The shutdown’s aerial fallout was brutal. Since November 7, the FAA mandated reductions at hubs like Atlanta, Chicago O’Hare, and Los Angeles to ease strain on unpaid air traffic controllers, who called out en masse amid mandatory overtime and no paychecks. Cancellations topped 1,000 daily last week, rerouting planes and stranding passengers in a pre-holiday nightmare. Transportation Secretary Sean Duffy, hailing Trump’s “decisive leadership,” credited a “rapid decline in absences”—from 81 triggers on November 8 to just four by Friday—for the green light. “Controllers are back at their posts; now we surge hiring and build the modern system Americans deserve,” Duffy declared, pledging 70% back pay within 48 hours.
Airlines echoed the optimism. Delta’s CEO Ed Bastian forecasted a weekend rebound, while Southwest urged bookings with confidence: “Our operation is stabilizing.” Yet experts caution ripples: Planes in maintenance, crews repositioning, and backlog data gaps could snag full recovery. Embry-Riddle’s Ahmed Abdelghany noted variability across carriers, urging patience as schedules normalize case-by-case.
Democrats, who tied the impasse to expiring ACA subsidies affecting 20 million, secured a mid-December vote but seethed at the “betrayal.” Eight Senate rebels crossed aisles, drawing progressive fire.

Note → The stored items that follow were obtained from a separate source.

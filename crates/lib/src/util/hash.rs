//! SHA-256 digests reported for written artifacts.

use std::fs;
use std::io::{self, BufReader};
use std::path::Path;

use serde::{Deserialize, Serialize};
use sha2::{Digest, Sha256};

/// Lowercase hex SHA-256 digest of an artifact's bytes.
#[derive(Debug, Clone, PartialEq, Eq, Hash, Serialize, Deserialize)]
pub struct ContentHash(pub String);

impl std::fmt::Display for ContentHash {
  fn fmt(&self, f: &mut std::fmt::Formatter<'_>) -> std::fmt::Result {
    write!(f, "{}", self.0)
  }
}

/// Hash a file's contents.
///
/// The file is streamed through the hasher, so large archives are never held
/// in memory.
pub fn hash_file(path: &Path) -> io::Result<ContentHash> {
  let mut reader = BufReader::new(fs::File::open(path)?);
  let mut hasher = Sha256::new();
  io::copy(&mut reader, &mut hasher)?;
  Ok(ContentHash(format!("{:x}", hasher.finalize())))
}

/// Hash arbitrary bytes.
pub fn hash_bytes(data: &[u8]) -> ContentHash {
  let mut hasher = Sha256::new();
  hasher.update(data);
  ContentHash(format!("{:x}", hasher.finalize()))
}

Trump, ever the showman, blasted foes on Truth Social: “Democrats tried everything to deflect—now remember this in 2026!” As federal gears grind back—SNAP benefits flowing, national parks reopening—the skies symbolize tentative thaw. For millions eyeing holiday wings, 6 a.m. tomorrow isn’t just takeoff; it’s a collective exhale after fiscal freefall. But with Trump’s inauguration weeks away, this shutdown’s scars—economic dips, trust erosion—linger like contrails.